Fast, flexible and fun neural networks.
Other
1.3k stars 152 forks source link

Merge forward and backward buffers #21

Closed untom closed 9 years ago

untom commented 9 years ago

I wanted to continue the discussion about merging the forward- and backward buffers into a single buffer. The main advantage I see in this is that the code will be easier to read: whenever I show people brainstorm code, one of the first questions that pops up is "what do these buffers mean/why are there 2 of them" -- admittedly my sample size so far is 2 (I myself was also confused, so let's make it 3 ;) ). Also a pattern that emerges often within the code is something along the lines of:

    Ha = forward_buffers.internals.Ha
    dHa = backward_buffers.internals.Ha

Which indicates, to me at least, that the true name of backward_buffers.internals.Ha is should actually be buffers.internals.dHa, anyways.

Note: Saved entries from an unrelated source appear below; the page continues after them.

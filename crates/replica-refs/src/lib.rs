//! Reference cache for replica.
//!
//! Mirrors the references of an external repository as identity-stable
//! objects. Every object is created once per name and updated in place on
//! refresh, so subscribers and holders of an `Arc` see the same instance for
//! as long as the reference exists (and again if it reappears).
//!
//! # Architecture
//!
//! - **Branches** are local branch tips. A branch that moves notifies its
//!   followers, which is how `HEAD` tracks the branch it is attached to.
//! - **Remote branches** mirror `refs/remotes/<remote>/<branch>` and are only
//!   changed by fetch, pull and prune.
//! - **Tags** point at a commit and carry an optional annotation.
//! - **HEAD** points at a branch (attached), a commit (detached) or a branch
//!   that does not exist yet (unborn). Changes only ever flow from branch to
//!   `HEAD`, never back.
//! - Every reference keeps its revision's reference set current, through
//!   [`ReferenceLinks`](replica_revisions::ReferenceLinks).
//!
//! # Modules
//!
//! - [`names`] — Reference name validation
//! - [`pointer`] — [`Pointer`], the target of a reference
//! - [`reference`] — [`ReferenceCore`] and the [`Reference`] trait
//! - [`reflog`] — Lazily loaded per-reference [`Reflog`]
//! - [`branch`], [`remote_branch`], [`tag`], [`head`] — The reference kinds
//! - [`refs`] — [`RefsCollection`], all kinds refreshed with one query
//! - [`error`] — [`RefError`]

pub mod branch;
pub mod context;
pub mod error;
pub mod head;
pub mod names;
pub mod pointer;
pub mod reference;
pub mod reflog;
pub mod refs;
pub mod remote_branch;
pub mod tag;

pub use branch::{Branch, Branches, PositionFollower};
pub use context::RefsContext;
pub use error::{RefError, Result};
pub use head::Head;
pub use names::{
    validate_branch_name, validate_reference_name, validate_remote_branch_name,
    validate_remote_name, validate_tag_name,
};
pub use pointer::{Pointer, RevisionPointer};
pub use reference::{
    PointerChanged, PointerUpdate, PositionChanged, Reference, ReferenceCore, Renamed,
};
pub use reflog::{Reflog, ReflogEvent, ReflogRecord};
pub use refs::{ContainingBranches, RefreshOutcome, RefsCollection};
pub use remote_branch::{RemoteBranch, RemoteBranches};
pub use tag::{Tag, Tags};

If we implement this change, there are two ways to go:

  1. Explicitly list the 'backward buffers' in the get_internal_structure:

    def get_internal_structure(self):
       internals = OrderedDict()
       internals['Ha'] = ShapeTemplate('T', 'B', self.size)
       internals['dHa'] = ShapeTemplate('T', 'B', self.size)
       return internals
  2. Have a flag for each buffer requested via get_internal_structure, which indicates whether we need a "backward" buffer as well. In that case, just append a "d" to the name of the "forward buffer" we created. e.g.:

    def get_internal_structure(self):
       internals = OrderedDict()
       internals['Ha'] = ShapeTemplate('T', 'B', self.size, needs_gradient_buffer=True)
       return internals

The advantage of the 2nd approach is that it would still be fairly easy to lazily allocate backward buffers, and that it's less wordy. The downsize is that it might be a bit "magical". Which is why I actually prefer the first approach, even though it wastes memory and requires more typing. Typically, if you have enough memory the run a forward path, you'll have enough for the backward path as well, IMO.

Anyways... thoughts?

Qwlouse commented 9 years ago

I wanted to continue the discussion about merging the forward- and backward buffers into a single buffer. The main advantage I see in this is that the code will be easier to read: whenever I show people brainstorm code, one of the first questions that pops up is "what do these buffers mean/why are there 2 of them" -- admittedly my sample size so far is 2 (I myself was also confused, so let's make it 3 ;) ).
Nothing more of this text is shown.